START DATA EXCERPTS
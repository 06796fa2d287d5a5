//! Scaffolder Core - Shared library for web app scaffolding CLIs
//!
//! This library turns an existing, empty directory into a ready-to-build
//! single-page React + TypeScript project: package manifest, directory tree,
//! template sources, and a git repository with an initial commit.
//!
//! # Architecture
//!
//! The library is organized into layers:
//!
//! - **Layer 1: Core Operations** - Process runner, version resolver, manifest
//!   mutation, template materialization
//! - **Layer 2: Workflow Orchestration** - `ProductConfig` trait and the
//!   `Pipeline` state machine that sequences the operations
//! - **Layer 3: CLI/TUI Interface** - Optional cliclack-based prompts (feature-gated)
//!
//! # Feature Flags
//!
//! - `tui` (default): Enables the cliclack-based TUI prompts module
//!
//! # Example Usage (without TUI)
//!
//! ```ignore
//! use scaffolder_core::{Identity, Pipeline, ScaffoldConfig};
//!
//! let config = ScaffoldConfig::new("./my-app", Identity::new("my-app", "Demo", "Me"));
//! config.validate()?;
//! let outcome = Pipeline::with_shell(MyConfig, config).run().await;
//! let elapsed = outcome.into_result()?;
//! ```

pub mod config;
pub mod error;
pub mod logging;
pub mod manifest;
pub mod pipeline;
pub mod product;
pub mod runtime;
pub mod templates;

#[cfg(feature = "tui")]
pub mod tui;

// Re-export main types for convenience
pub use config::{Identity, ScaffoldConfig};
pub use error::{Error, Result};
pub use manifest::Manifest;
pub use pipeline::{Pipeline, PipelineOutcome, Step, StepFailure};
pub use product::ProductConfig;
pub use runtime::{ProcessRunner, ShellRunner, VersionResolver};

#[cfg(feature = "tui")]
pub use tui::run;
END DATA EXCERPTS
PROBLEM STATEMENT: Search the records for the string "Identity" and return every line in which it occurs.

EXERCISE SOLUTION:
//! use scaffolder_core::{Identity, Pipeline, ScaffoldConfig};
//! let config = ScaffoldConfig::new("./my-app", Identity::new("my-app", "Demo", "Me"));
pub use config::{Identity, ScaffoldConfig};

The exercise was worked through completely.